With a new Treaty in prospect, Europe is headed down a very dangerous path. The treaty’s collective suicide pact of tight fiscal straightjackets, labour market deregulation, and diminished welfare states could put at risk the social model that is one of Europe’s crowning achievements.
More than ever, we need an EU run in the interests of its citizens and workers, not the bankers and bond market vigilantes.
Europe needs to retain and enhance its social protections – not just to deliver the higher living standards crucial to recovery; nor just to rebuild its economy around wages rather than debt; but also to safeguard the legitimacy of the whole European project itself.
If ordinary Europeans feel that the EU is about little more than open markets, tight controls on public spending and privatisation, then support for the European ideal will collapse. A Europe without a strong social dimension is doomed to fail.
The EU has begun to drift away from one of its founding principles: solidarity.
Back in 2005, despite some misgivings, the European trade union movement was broadly supportive of the Lisbon Treaty – focused on the need to make Europe more competitive, but within the context of strong social protections.
Fast forward to 2012 and the proposed EU Treaty – which is unanimously opposed by the national member organisations of the European TUC.
Not only does it effectively outlaw any kind of Keynesian economic stimulus, not only does it undermine long-term prospects for jobs and growth, but it is also profoundly undemocratic. It is an attempt to impose European-wide austerity measures to which no national electorates have given their consent.
What has happened in Greece and Italy could now happen across the continent.
A key part of this fiscal fundamentalism is an attack on workers’ rights: challenging established industrial relations practices and seeking to slash unit-wage costs.
Of course, our leaders are talking about the need to reduce unit-wage costs on the shopfloor, not in the boardroom.
Is it any wonder that the EU has managed to lose the trust of the trade union movement and the 60 million workers we represent when it is pursuing this kind of deflationary, deregulatory agenda?
Given the scale of the economic challenges we face, there are sadly no easy answers. But it’s the TUC’s firm belief that we need to reinvent the European social model for a new age. Showing that far from being part of it the problem, it is in fact an integral part of the solution when it comes to economic renewal.

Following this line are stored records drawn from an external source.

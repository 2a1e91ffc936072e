use ndarray::{
    Array1,
    Array2,
};

pub type Result<T> = anyhow::Result<T>;

pub type Vector<T> = Array1<T>;  // Define this type to use broadcast operations.
pub type Matrix<T> = Array2<T>;
pub type MatX3<T> = Vec<[T;3]>;  // Nx3 matrix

First, we need to level the playing field for all European workers to ensure that there is no undercutting, that people are paid the rate for the job in the country in which they work, and that we keep rules up to date to stop workers falling through legal loopholes. As the pamphlet published today by the TUC and the Foreign Policy Centre argues, if you have a single market, then you need a single set of labour rules, laying down minimum standards such as the UK’s national minimum wage.

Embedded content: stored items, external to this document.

use std::{
    fs,
    io::BufRead,
    path::{
        Path,
        PathBuf,
    },
};

use serde::Deserialize;
use anyhow::{
    bail,
    Context,
};
use figment::{
    Figment,
    providers::{
        Format,
        Toml,
    },
};
use log::{
    info,
    warn,
};

use crate::types::Result;


pub const DEFAULT_COLOUR: &str      = "#6463fa";
pub const DEFAULT_WANN_COLOUR: &str = "#ff6978";
pub const DEFAULT_FIGSIZE: [f64; 2] = [6.0, 4.0];


pub const TEMPLATE: &str = "\
# Template of the band plot configuration, one `key value...` pair per line.
# Lines starting with '#' are ignored.

# Reference energy subtracted from all the bands, in eV. Required.
fermi_level  0.0

# Energy window of the plot, E - E_F in eV. Required.
yrange       -3.0  3.0

# Figure width and height in inches.
figsize      6.0   4.0

# Colour of the bands, CSS named colour or hex code.
colour       #6463fa

# Labels of the high-symmetry points, 'G' is rendered as Gamma.
klabels      G  X  M  G

# Quantum ESPRESSO only: output prefix, band file from bands.x and the bands.x log.
# seedname     silicon
# filband      bands.dat.gnu
# ppfile       bands.out

# VASP only: overlay the Wannier90 interpolated bands.
# wann_band    wannier90_band.dat
# wann_colour  #ff6978
";


/// Everything the band plotting commands need besides the data files.
///
/// Optional inputs stay `None` until the command decides a default.
#[derive(Debug, Clone, PartialEq, Default, Deserialize)]
#[serde(default)]
pub struct BandConfig {
    pub fermi_level : f64,
    pub yrange      : [f64; 2],
    pub seedname    : Option<String>,
    pub figsize     : Option<[f64; 2]>,
    pub colour      : Option<String>,
    pub filband     : Option<PathBuf>,
    pub ppfile      : Option<PathBuf>,
    pub klabels     : Vec<String>,
    pub wann_band   : Option<PathBuf>,
    pub wann_colour : Option<String>,
}


fn parse_floats<const N: usize>(key: &str, values: &[&str], iline: usize) -> Result<[f64; N]> {
    if values.len() < N {
        bail!("[CONFIG]: Line {}: `{}` expects {} value(s), but got {}.", iline, key, N, values.len());
    }

    let mut ret = [0.0; N];
    for (r, v) in ret.iter_mut().zip(values.iter()) {
        *r = v.parse::<f64>()
            .with_context(|| format!("[CONFIG]: Line {}: Invalid number `{}` for `{}`.", iline, v, key))?;
    }
    Ok(ret)
}


fn parse_word<'a>(key: &str, values: &[&'a str], iline: usize) -> Result<&'a str> {
    values.first()
        .copied()
        .with_context(|| format!("[CONFIG]: Line {}: `{}` expects a value.", iline, key))
}


impl BandConfig {
    /// Reads `key value...` lines until the end of the stream.
    pub fn from_reader(reader: impl BufRead) -> Result<Self> {
        let mut fermi_level = None;
        let mut yrange      = None;
        let mut ret         = Self::default();

        for (i, line) in reader.lines().enumerate() {
            let line = line?;
            let iline = i + 1;
            let tokens = line.split_whitespace().collect::<Vec<&str>>();

            let (key, values) = match tokens.split_first() {
                Some((k, _)) if k.starts_with('#') => continue,
                Some((k, v)) => (*k, v),
                None => continue,
            };

            match key {
                "fermi_level" => fermi_level     = Some(parse_floats::<1>(key, values, iline)?[0]),
                "yrange"      => yrange          = Some(parse_floats::<2>(key, values, iline)?),
                "figsize"     => ret.figsize     = Some(parse_floats::<2>(key, values, iline)?),
                "seedname"    => ret.seedname    = Some(parse_word(key, values, iline)?.to_string()),
                "colour"      => ret.colour      = Some(parse_word(key, values, iline)?.to_string()),
                "filband"     => ret.filband     = Some(PathBuf::from(parse_word(key, values, iline)?)),
                "ppfile"      => ret.ppfile      = Some(PathBuf::from(parse_word(key, values, iline)?)),
                "wann_band"   => ret.wann_band   = Some(PathBuf::from(parse_word(key, values, iline)?)),
                "wann_colour" => ret.wann_colour = Some(parse_word(key, values, iline)?.to_string()),
                "klabels"     => ret.klabels     = values.iter().map(|s| s.to_string()).collect(),
                _ => warn!("[CONFIG]: Line {}: Unknown key `{}` ignored.", iline, key),
            }
        }

        ret.fermi_level = fermi_level.context("[CONFIG]: Missing required key `fermi_level`.")?;
        ret.yrange      = yrange.context("[CONFIG]: Missing required key `yrange`.")?;
        Ok(ret)
    }

    pub fn from_str(content: &str) -> Result<Self> {
        Self::from_reader(content.as_bytes())
    }

    /// Reads the configuration file, `*.toml` files are parsed as TOML with the same keys.
    pub fn from_file(path: &(impl AsRef<Path> + ?Sized)) -> Result<Self> {
        let path = path.as_ref();
        info!("Reading configuration from {:?}", path);

        if path.extension().map_or(false, |e| e.eq_ignore_ascii_case("toml")) {
            let figment = Figment::new().merge(Toml::file(path));
            for key in ["fermi_level", "yrange"] {
                if !figment.contains(key) {
                    bail!("[CONFIG]: Missing required key `{}` in {:?}.", key, path);
                }
            }
            return figment.extract::<Self>()
                .with_context(|| format!("[CONFIG]: Parse {:?} failed.", path));
        }

        let file = fs::File::open(path)
            .with_context(|| format!("[CONFIG]: Cannot open {:?}.", path))?;
        Self::from_reader(std::io::BufReader::new(file))
    }

    pub fn figsize(&self) -> [f64; 2] {
        self.figsize.unwrap_or(DEFAULT_FIGSIZE)
    }

    pub fn colour(&self) -> &str {
        self.colour.as_deref().unwrap_or(DEFAULT_COLOUR)
    }

    pub fn wann_colour(&self) -> &str {
        self.wann_colour.as_deref().unwrap_or(DEFAULT_WANN_COLOUR)
    }

    /// `yrange` sorted as `[min, max]`.
    pub fn ylim(&self) -> [f64; 2] {
        let [a, b] = self.yrange;
        [a.min(b), a.max(b)]
    }
}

Second, we need to ensure that social protection is at the heart of EU policy. EU Treaties need to include a social protocol to guarantee respect for welfare and labour rights.

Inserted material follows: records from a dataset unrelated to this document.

use std::path::PathBuf;

use clap::Args;
use anyhow::Context;
use log::info;

use crate::{
    types::Result,
    OptProcess,
    config::TEMPLATE,
    qe_parsers::bandsx::read_hsym_positions,
    banddat::BandData,
    commands::common::{
        read_config,
        parse_color,
        align_labels,
        print_hsym_summary,
        write_bands_to_txt,
        add_band_traces,
        save_plot,
        save_image,
        image_format,
        default_imgout,
        BandFrame,
        BandStyle,
    },
};


#[derive(Debug, Args)]
/// Plot band structure from Quantum ESPRESSO `bands.x` output.
///
/// Plot settings are read as `key value` lines from stdin or from the file
/// given by '--config'. `seedname`, `filband` (the `*.dat.gnu` band file) and
/// `ppfile` (the log of bands.x, holding the high-symmetry points) are required.
pub struct Qe {
    #[arg(short, long)]
    /// Configuration file, read from stdin if not specified. Files ending with '.toml' are parsed as TOML.
    config: Option<PathBuf>,

    #[arg(long)]
    /// Print a configuration template to stdout and exit.
    gen_template: bool,

    #[arg(short = 'o', long)]
    /// Write the plot to html. Defaults to '<seedname>_EIGENVAL.html'.
    htmlout: Option<PathBuf>,

    #[arg(long)]
    /// Also write the plot as vector image, the format follows the extension ('pdf', 'svg' or 'eps').
    /// Defaults to the html name with '.pdf' extension if bandcmp is built with the `kaleido` feature.
    imgout: Option<PathBuf>,

    #[arg(long, default_value = "band.txt")]
    /// Write the raw plot data as txt file in order to replot it with more advanced tools.
    txtout: PathBuf,

    #[arg(long)]
    /// Open default browser to see the plot immediately.
    show: bool,

    #[arg(long)]
    /// Render the plot and print the rendered code to stdout.
    to_inline_html: bool,
}


impl OptProcess for Qe {
    fn process(&self) -> Result<()> {
        if self.gen_template {
            print!("{}", TEMPLATE);
            return Ok(());
        }

        let config = read_config(self.config.as_deref())?;
        let colour = parse_color(config.colour())?;

        let seedname = config.seedname.as_deref()
            .context("[QE]: `seedname` is required in the configuration.")?;
        let filband = config.filband.as_ref()
            .context("[QE]: `filband` is required in the configuration.")?;
        let ppfile = config.ppfile.as_ref()
            .context("[QE]: `ppfile` is required in the configuration.")?;

        info!("Reading high-symmetry points from {:?}", ppfile);
        let ticks = read_hsym_positions(ppfile)
            .with_context(|| format!("Parse file {:?} failed.", ppfile))?;

        info!("Reading band energies from {:?}", filband);
        let data = BandData::from_file(filband)
            .with_context(|| format!("Parse file {:?} failed.", filband))?;

        let htmlout = self.htmlout.clone()
            .unwrap_or_else(|| PathBuf::from(format!("{}_EIGENVAL.html", seedname)));
        let imgout = self.imgout.clone().or_else(|| default_imgout(&htmlout));
        let imgformat = imgout.as_deref().map(image_format).transpose()?;

        let labels = align_labels(&config.klabels, ticks.len());
        print_hsym_summary(&ticks, &labels);

        let bands = &data.bands - config.fermi_level;
        write_bands_to_txt(&self.txtout, &data.klist, &bands)?;

        let frame = BandFrame::new(&data.klist, ticks, labels, &config);
        let mut plot = frame.new_plot(false);
        add_band_traces(&mut plot, &data.klist, &bands, &colour, BandStyle::Lines, seedname);

        save_plot(&plot, &htmlout, self.show, self.to_inline_html)?;
        if let (Some(imgout), Some(format)) = (imgout, imgformat) {
            save_image(&plot, &imgout, format, frame.figsize)?;
        }

        Ok(())
    }
}


#[cfg(test)]
mod test {
    use super::*;
    use std::fs;
    use tempdir::TempDir;

    fn fixture(fname: &str) -> PathBuf {
        PathBuf::from(env!("CARGO_MANIFEST_DIR")).join("tests").join(fname)
    }

    #[test]
    fn test_process() {
        let tmpdir = TempDir::new("bandcmp_test").unwrap();
        let config = tmpdir.path().join("qe.in");
        fs::write(&config, format!("\
fermi_level 6.2
yrange -6 4
seedname silicon
figsize 5 4
colour  black
filband {}
ppfile  {}
klabels L G X
", fixture("silicon.bands.dat.gnu").display(), fixture("silicon.bands.out").display())).unwrap();

        let cmd = Qe {
            config: Some(config),
            gen_template: false,
            htmlout: Some(tmpdir.path().join("silicon.html")),
            imgout: None,
            txtout: tmpdir.path().join("band.txt"),
            show: false,
            to_inline_html: false,
        };
        cmd.process().unwrap();

        assert!(tmpdir.path().join("silicon.html").is_file());
        let txt = fs::read_to_string(tmpdir.path().join("band.txt")).unwrap();
        assert_eq!(txt.lines().count(), 1 + 5);
        assert_eq!(txt.lines().nth(1).unwrap().split_whitespace().count(), 1 + 4);
    }

    #[test]
    fn test_missing_files_in_config() {
        let tmpdir = TempDir::new("bandcmp_test").unwrap();
        let config = tmpdir.path().join("qe.in");
        fs::write(&config, "fermi_level 6.2\nyrange -6 4\nseedname silicon\n").unwrap();

        let cmd = Qe {
            config: Some(config),
            gen_template: false,
            htmlout: Some(tmpdir.path().join("silicon.html")),
            imgout: None,
            txtout: tmpdir.path().join("band.txt"),
            show: false,
            to_inline_html: false,
        };
        assert!(cmd.process().is_err());
        assert!(!tmpdir.path().join("silicon.html").exists());
    }

    #[test]
    fn test_unknown_image_format_writes_nothing() {
        let tmpdir = TempDir::new("bandcmp_test").unwrap();
        let config = tmpdir.path().join("qe.in");
        fs::write(&config, format!("fermi_level 6.2\nyrange -6 4\nseedname silicon\nfilband {}\nppfile {}\n",
                                   fixture("silicon.bands.dat.gnu").display(),
                                   fixture("silicon.bands.out").display())).unwrap();

        let cmd = Qe {
            config: Some(config),
            gen_template: false,
            htmlout: Some(tmpdir.path().join("silicon.html")),
            imgout: Some(tmpdir.path().join("silicon.jpg")),
            txtout: tmpdir.path().join("band.txt"),
            show: false,
            to_inline_html: false,
        };
        assert!(cmd.process().is_err());
        assert!(!tmpdir.path().join("band.txt").exists());
        assert!(!tmpdir.path().join("silicon.html").exists());
    }
}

And third, we need to change the collective mindset on how we get out of the current crisis. Rather than the self-defeating, job slashing, growth destroying madness of austerity, we need to think about solutions for the long term.
One of the most important of these could be a strategy to raise the wages of ordinary workers. Rather than the debt-fuelled growth of the recent past (a direct consequence of the diminishing share of GDP ending up in people’s pay packets) we need stable, sustainable growth based on workers having money in their pockets to spend.
It seems obvious, but few people are saying it in the corridors of power: when workers do well (as during the long Keynesian ascendency in the generation after 1945) business does well, the economy does well, and Europe does well.
Europe has historically balanced the interests of free trade and open markets with those of workers and their unions. It’s a bargain that has served our continent well for decades. But it’s one that we abandon at our peril.